__TASK BRIEF__: Print the data again, exactly.

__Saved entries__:
================
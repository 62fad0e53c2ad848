//! Loading and writing config.toml

use std::path::{Path, PathBuf};

use acceptme_core::prelude::*;

use super::types::Settings;

const APP_DIR: &str = "acceptme";
const CONFIG_FILENAME: &str = "config.toml";

const DEFAULT_CONFIG: &str = r#"# AcceptMe Configuration

[backend]
# Backend executable speaking line-delimited JSON-RPC on stdio.
# Leave unset and pass --offline to try the UI without a backend.
# command = "acceptme-backend"
args = []
request_timeout_ms = 10000

[status]
poll_interval_ms = 2000

[assets]
# Directory containing the bundled champions/ and icons/ folders
# asset_dir = "/usr/share/acceptme"
cdn_version = "13.24.1"
cdn_base = "https://ddragon.leagueoflegends.com/cdn"

[ui]
confirm_quit = false    # Ask before quitting while auto-accept is running
"#;

/// Default location: `<config_dir>/acceptme/config.toml`
pub fn default_config_path() -> PathBuf {
    dirs::config_dir()
        .unwrap_or_else(|| PathBuf::from("."))
        .join(APP_DIR)
        .join(CONFIG_FILENAME)
}

/// Load settings from `config_path`
///
/// Returns default settings if the file doesn't exist or can't be parsed.
pub fn load_settings(config_path: &Path) -> Settings {
    if !config_path.exists() {
        debug!("No config file at {:?}, using defaults", config_path);
        return Settings::default();
    }

    match std::fs::read_to_string(config_path) {
        Ok(content) => match toml::from_str(&content) {
            Ok(settings) => {
                debug!("Loaded settings from {:?}", config_path);
                settings
            }
            Err(e) => {
                warn!("Failed to parse {:?}: {}", config_path, e);
                Settings::default()
            }
        },
        Err(e) => {
            warn!("Failed to read {:?}: {}", config_path, e);
            Settings::default()
        }
    }
}

/// Write the commented default config if none exists.
///
/// Returns `true` when a file was created.
pub fn init_config(config_path: &Path) -> Result<bool> {
    if config_path.exists() {
        return Ok(false);
    }

    if let Some(dir) = config_path.parent() {
        std::fs::create_dir_all(dir).with_context(|| format!("Failed to create {:?}", dir))?;
    }

    std::fs::write(config_path, DEFAULT_CONFIG)
        .with_context(|| format!("Failed to write {:?}", config_path))?;

    info!("Created default config at {:?}", config_path);
    Ok(true)
}

#[cfg(test)]
mod tests {
    use super::*;
    use tempfile::tempdir;

    #[test]
    fn test_missing_file_gives_defaults() {
        let dir = tempdir().unwrap();
        let settings = load_settings(&dir.path().join("config.toml"));
        assert_eq!(settings, Settings::default());
    }

    #[test]
    fn test_invalid_file_gives_defaults() {
        let dir = tempdir().unwrap();
        let path = dir.path().join("config.toml");
        std::fs::write(&path, "[status\npoll_interval_ms = ").unwrap();
        assert_eq!(load_settings(&path), Settings::default());
    }

    #[test]
    fn test_default_config_parses_to_defaults() {
        let dir = tempdir().unwrap();
        let path = dir.path().join("nested").join("config.toml");

        assert!(init_config(&path).unwrap());
        assert!(!init_config(&path).unwrap());
        assert_eq!(load_settings(&path), Settings::default());
    }

    #[test]
    fn test_custom_file_overrides_defaults() {
        let dir = tempdir().unwrap();
        let path = dir.path().join("config.toml");
        std::fs::write(
            &path,
            "[backend]\ncommand = \"/opt/acceptme/backend\"\nargs = [\"--stdio\"]\n\n[status]\npoll_interval_ms = 1000\n\n[ui]\nconfirm_quit = true\n",
        )
        .unwrap();

        let settings = load_settings(&path);
        assert_eq!(settings.backend.command.as_deref(), Some("/opt/acceptme/backend"));
        assert_eq!(settings.backend.args, vec!["--stdio".to_string()]);
        assert_eq!(settings.status.poll_interval_ms, 1000);
        assert!(settings.ui.confirm_quit);
    }

    #[test]
    fn test_init_config_reports_unwritable_path() {
        let dir = tempdir().unwrap();
        let blocker = dir.path().join("file");
        std::fs::write(&blocker, "").unwrap();

        let err = init_config(&blocker.join("config.toml")).unwrap_err();
        assert!(matches!(err, Error::Io(_)));
    }

    #[test]
    fn test_default_path_is_app_scoped() {
        let path = default_config_path();
        assert!(path.ends_with("acceptme/config.toml"));
    }
}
================
__REPLY TO THE TASK__:
repository 62fad0e53c2ad848
//! Loading and writing config.toml

use std::path::{Path, PathBuf};

use acceptme_core::prelude::*;

use super::types::Settings;

const APP_DIR: &str = "acceptme";
const CONFIG_FILENAME: &str = "config.toml";

const DEFAULT_CONFIG: &str = r#"# AcceptMe Configuration

[backend]
# Backend executable speaking line-delimited JSON-RPC on stdio.
# Leave unset and pass --offline to try the UI without a backend.
# command = "acceptme-backend"
args = []
request_timeout_ms = 10000

[status]
poll_interval_ms = 2000

[assets]
# Directory containing the bundled champions/ and icons/ folders
# asset_dir = "/usr/share/acceptme"
cdn_version = "13.24.1"
cdn_base = "https://ddragon.leagueoflegends.com/cdn"

[ui]
confirm_quit = false    # Ask before quitting while auto-accept is running
"#;

/// Default location: `<config_dir>/acceptme/config.toml`
pub fn default_config_path() -> PathBuf {
    dirs::config_dir()
        .unwrap_or_else(|| PathBuf::from("."))
        .join(APP_DIR)
        .join(CONFIG_FILENAME)
}

/// Load settings from `config_path`
///
/// Returns default settings if the file doesn't exist or can't be parsed.
pub fn load_settings(config_path: &Path) -> Settings {
    if !config_path.exists() {
        debug!("No config file at {:?}, using defaults", config_path);
        return Settings::default();
    }

    match std::fs::read_to_string(config_path) {
        Ok(content) => match toml::from_str(&content) {
            Ok(settings) => {
                debug!("Loaded settings from {:?}", config_path);
                settings
            }
            Err(e) => {
                warn!("Failed to parse {:?}: {}", config_path, e);
                Settings::default()
            }
        },
        Err(e) => {
            warn!("Failed to read {:?}: {}", config_path, e);
            Settings::default()
        }
    }
}

/// Write the commented default config if none exists.
///
/// Returns `true` when a file was created.
pub fn init_config(config_path: &Path) -> Result<bool> {
    if config_path.exists() {
        return Ok(false);
    }

    if let Some(dir) = config_path.parent() {
        std::fs::create_dir_all(dir).with_context(|| format!("Failed to create {:?}", dir))?;
    }

    std::fs::write(config_path, DEFAULT_CONFIG)
        .with_context(|| format!("Failed to write {:?}", config_path))?;

    info!("Created default config at {:?}", config_path);
    Ok(true)
}

#[cfg(test)]
mod tests {
    use super::*;
    use tempfile::tempdir;

    #[test]
    fn test_missing_file_gives_defaults() {
        let dir = tempdir().unwrap();
        let settings = load_settings(&dir.path().join("config.toml"));
        assert_eq!(settings, Settings::default());
    }

    #[test]
    fn test_invalid_file_gives_defaults() {
        let dir = tempdir().unwrap();
        let path = dir.path().join("config.toml");
        std::fs::write(&path, "[status\npoll_interval_ms = ").unwrap();
        assert_eq!(load_settings(&path), Settings::default());
    }

    #[test]
    fn test_default_config_parses_to_defaults() {
        let dir = tempdir().unwrap();
        let path = dir.path().join("nested").join("config.toml");

        assert!(init_config(&path).unwrap());
        assert!(!init_config(&path).unwrap());
        assert_eq!(load_settings(&path), Settings::default());
    }

    #[test]
    fn test_custom_file_overrides_defaults() {
        let dir = tempdir().unwrap();
        let path = dir.path().join("config.toml");
        std::fs::write(
            &path,
            "[backend]\ncommand = \"/opt/acceptme/backend\"\nargs = [\"--stdio\"]\n\n[status]\npoll_interval_ms = 1000\n\n[ui]\nconfirm_quit = true\n",
        )
        .unwrap();

        let settings = load_settings(&path);
        assert_eq!(settings.backend.command.as_deref(), Some("/opt/acceptme/backend"));
        assert_eq!(settings.backend.args, vec!["--stdio".to_string()]);
        assert_eq!(settings.status.poll_interval_ms, 1000);
        assert!(settings.ui.confirm_quit);
    }

    #[test]
    fn test_init_config_reports_unwritable_path() {
        let dir = tempdir().unwrap();
        let blocker = dir.path().join("file");
        std::fs::write(&blocker, "").unwrap();

        let err = init_config(&blocker.join("config.toml")).unwrap_err();
        assert!(matches!(err, Error::Io(_)));
    }

    #[test]
    fn test_default_path_is_app_scoped() {
        let path = default_config_path();
        assert!(path.ends_with("acceptme/config.toml"));
    }
}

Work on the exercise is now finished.